INPUT MATERIAL Block Start

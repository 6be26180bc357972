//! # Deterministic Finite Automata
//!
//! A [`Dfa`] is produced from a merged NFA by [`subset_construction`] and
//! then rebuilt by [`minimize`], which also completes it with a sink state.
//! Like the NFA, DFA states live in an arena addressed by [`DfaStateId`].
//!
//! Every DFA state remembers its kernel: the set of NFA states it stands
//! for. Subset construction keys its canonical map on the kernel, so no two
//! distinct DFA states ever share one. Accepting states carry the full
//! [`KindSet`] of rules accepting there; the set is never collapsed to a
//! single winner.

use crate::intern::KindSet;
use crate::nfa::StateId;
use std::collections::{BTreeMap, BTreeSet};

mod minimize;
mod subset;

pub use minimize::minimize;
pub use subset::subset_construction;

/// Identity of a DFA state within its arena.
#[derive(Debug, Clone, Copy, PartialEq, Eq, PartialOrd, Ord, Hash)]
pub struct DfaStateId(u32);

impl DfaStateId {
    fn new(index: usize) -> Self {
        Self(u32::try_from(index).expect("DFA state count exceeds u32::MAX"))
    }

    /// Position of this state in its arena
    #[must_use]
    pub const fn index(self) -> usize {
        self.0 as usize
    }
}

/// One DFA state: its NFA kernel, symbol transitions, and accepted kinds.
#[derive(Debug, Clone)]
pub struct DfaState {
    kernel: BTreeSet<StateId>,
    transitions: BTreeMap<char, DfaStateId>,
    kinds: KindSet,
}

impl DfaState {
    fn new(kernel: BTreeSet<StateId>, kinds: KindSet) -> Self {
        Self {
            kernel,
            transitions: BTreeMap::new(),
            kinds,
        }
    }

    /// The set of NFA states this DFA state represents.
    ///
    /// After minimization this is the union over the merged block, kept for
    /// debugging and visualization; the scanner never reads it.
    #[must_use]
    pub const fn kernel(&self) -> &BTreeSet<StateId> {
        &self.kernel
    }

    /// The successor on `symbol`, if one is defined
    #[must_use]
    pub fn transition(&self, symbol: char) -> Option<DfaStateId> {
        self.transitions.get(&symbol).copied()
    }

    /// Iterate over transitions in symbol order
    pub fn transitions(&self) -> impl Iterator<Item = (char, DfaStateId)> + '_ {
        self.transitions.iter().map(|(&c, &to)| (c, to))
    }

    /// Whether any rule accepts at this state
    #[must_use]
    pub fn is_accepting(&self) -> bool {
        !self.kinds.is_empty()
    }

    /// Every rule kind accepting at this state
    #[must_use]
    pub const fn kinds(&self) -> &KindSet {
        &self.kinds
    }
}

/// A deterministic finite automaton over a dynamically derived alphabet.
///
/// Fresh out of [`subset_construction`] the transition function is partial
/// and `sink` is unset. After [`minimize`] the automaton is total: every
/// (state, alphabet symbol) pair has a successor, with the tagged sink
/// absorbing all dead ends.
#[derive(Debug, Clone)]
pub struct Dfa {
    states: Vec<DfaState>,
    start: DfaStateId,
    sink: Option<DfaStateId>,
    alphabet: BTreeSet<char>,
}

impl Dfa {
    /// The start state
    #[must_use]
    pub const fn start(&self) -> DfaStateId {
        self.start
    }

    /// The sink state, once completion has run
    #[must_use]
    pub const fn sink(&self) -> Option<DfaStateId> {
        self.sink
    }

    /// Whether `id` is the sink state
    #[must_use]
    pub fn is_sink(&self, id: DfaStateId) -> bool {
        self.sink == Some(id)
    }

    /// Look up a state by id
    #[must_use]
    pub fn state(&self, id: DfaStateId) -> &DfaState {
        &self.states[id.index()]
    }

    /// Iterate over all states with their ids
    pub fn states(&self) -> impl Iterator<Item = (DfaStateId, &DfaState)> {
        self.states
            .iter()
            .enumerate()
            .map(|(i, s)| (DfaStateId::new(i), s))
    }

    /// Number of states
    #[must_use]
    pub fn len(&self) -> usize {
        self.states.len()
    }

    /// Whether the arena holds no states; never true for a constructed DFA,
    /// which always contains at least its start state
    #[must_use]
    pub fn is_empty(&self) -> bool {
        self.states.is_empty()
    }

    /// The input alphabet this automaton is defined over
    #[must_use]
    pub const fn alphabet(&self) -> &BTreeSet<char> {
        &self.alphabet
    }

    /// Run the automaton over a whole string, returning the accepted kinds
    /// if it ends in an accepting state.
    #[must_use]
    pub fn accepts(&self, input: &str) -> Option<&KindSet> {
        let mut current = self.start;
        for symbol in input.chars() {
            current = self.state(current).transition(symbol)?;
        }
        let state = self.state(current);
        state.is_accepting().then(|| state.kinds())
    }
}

INPUT MATERIAL Block End
INPUT MATERIAL Block Start

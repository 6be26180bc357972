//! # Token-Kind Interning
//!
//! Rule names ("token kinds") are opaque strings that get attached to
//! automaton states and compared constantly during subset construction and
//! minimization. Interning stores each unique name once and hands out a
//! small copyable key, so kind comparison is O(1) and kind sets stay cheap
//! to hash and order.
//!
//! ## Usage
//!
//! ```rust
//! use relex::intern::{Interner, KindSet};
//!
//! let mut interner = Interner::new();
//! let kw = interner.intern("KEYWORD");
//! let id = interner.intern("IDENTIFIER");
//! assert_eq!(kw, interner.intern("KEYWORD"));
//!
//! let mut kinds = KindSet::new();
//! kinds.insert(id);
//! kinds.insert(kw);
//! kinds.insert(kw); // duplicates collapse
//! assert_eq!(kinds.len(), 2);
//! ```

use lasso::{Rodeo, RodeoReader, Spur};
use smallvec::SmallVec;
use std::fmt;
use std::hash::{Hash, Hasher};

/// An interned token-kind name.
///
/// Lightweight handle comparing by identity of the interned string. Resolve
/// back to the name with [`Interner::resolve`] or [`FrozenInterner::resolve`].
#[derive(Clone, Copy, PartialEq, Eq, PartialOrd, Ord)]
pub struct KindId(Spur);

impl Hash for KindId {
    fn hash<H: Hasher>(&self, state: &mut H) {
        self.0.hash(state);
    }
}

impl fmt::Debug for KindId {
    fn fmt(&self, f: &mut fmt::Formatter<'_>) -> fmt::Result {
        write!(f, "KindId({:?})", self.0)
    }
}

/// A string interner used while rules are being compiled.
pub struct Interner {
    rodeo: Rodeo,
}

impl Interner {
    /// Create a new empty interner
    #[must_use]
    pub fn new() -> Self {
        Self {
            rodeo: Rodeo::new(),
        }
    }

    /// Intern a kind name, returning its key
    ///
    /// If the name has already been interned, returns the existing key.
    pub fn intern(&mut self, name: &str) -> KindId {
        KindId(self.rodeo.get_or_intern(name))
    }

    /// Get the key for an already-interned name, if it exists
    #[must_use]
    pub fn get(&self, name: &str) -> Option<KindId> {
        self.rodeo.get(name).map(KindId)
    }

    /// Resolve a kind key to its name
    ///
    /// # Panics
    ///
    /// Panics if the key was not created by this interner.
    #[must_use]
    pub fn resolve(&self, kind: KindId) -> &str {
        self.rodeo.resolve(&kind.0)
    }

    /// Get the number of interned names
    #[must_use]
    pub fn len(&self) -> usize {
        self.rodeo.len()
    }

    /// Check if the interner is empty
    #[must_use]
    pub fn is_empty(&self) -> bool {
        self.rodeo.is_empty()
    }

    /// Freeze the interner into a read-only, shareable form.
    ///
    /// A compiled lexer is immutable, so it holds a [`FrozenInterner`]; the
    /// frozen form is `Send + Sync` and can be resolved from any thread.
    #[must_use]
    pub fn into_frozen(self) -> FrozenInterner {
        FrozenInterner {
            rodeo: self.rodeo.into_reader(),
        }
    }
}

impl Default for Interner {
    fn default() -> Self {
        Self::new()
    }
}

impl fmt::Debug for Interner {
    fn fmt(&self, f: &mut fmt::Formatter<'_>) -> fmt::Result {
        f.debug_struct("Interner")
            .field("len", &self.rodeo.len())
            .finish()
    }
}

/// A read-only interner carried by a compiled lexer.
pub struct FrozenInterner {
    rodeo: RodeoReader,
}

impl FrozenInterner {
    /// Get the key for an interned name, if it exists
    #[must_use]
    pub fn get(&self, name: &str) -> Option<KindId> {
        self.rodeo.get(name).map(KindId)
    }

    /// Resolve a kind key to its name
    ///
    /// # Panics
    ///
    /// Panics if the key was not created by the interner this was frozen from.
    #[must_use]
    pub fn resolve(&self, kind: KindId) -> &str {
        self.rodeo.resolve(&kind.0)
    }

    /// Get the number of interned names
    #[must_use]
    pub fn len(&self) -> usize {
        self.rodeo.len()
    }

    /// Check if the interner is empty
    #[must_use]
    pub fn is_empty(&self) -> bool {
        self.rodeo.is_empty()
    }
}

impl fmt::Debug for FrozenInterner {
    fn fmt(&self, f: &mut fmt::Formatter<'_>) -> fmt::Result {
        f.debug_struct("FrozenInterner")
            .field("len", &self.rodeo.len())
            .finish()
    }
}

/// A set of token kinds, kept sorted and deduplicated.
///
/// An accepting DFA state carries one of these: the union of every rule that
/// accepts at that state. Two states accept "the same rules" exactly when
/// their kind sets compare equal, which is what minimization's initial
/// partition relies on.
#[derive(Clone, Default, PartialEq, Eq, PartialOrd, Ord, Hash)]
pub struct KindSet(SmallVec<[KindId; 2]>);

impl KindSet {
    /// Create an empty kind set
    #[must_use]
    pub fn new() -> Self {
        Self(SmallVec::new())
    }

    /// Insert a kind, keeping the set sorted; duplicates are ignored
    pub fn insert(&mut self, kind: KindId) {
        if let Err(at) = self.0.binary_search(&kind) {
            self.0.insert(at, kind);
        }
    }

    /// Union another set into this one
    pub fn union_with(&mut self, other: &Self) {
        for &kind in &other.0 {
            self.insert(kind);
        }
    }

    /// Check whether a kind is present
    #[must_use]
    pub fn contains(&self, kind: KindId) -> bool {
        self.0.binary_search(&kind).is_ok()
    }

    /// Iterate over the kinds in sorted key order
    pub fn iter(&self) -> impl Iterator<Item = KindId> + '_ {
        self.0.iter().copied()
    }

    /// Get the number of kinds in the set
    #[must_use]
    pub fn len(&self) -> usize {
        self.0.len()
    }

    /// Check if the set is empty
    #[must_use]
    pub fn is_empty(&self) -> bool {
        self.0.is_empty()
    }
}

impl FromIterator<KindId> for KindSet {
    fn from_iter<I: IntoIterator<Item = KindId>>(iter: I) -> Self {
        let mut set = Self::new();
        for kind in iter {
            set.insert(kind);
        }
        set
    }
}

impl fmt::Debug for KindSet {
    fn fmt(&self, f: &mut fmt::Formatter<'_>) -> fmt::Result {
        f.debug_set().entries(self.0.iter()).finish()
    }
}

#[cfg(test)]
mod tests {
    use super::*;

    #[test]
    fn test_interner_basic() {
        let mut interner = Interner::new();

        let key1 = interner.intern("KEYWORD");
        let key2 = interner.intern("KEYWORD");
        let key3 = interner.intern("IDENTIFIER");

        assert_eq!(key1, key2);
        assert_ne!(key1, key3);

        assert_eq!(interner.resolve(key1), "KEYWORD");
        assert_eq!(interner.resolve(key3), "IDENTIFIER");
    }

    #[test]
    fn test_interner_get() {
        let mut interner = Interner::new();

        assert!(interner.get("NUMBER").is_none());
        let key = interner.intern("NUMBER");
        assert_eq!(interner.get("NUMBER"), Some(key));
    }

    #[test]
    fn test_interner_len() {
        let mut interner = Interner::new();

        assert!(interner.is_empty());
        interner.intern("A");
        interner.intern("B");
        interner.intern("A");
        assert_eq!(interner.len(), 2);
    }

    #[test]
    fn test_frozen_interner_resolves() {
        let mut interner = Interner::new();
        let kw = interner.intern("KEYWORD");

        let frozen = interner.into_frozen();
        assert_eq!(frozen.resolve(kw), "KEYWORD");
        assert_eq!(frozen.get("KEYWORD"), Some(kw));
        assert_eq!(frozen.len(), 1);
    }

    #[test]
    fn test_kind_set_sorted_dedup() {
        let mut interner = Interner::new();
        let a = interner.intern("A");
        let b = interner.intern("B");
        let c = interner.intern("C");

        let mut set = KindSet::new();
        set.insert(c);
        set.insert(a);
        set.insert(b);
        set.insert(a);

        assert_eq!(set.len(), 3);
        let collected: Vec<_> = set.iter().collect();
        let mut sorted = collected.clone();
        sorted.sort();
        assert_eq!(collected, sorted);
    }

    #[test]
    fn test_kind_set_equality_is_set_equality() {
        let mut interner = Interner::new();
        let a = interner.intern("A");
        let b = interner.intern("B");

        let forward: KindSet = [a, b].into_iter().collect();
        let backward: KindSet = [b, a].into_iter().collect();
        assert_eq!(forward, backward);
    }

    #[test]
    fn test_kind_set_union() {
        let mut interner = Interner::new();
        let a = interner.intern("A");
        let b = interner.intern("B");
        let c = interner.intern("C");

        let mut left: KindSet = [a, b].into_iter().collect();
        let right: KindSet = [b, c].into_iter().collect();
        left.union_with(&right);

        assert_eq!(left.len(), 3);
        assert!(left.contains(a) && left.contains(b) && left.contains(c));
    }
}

INPUT MATERIAL Block End

**TASK STATEMENT**
After identifying the lines above that contain "collected", copy each one.

**WRITTEN REPLY**
        let collected: Vec<_> = set.iter().collect();
        let mut sorted = collected.clone();
        assert_eq!(collected, sorted);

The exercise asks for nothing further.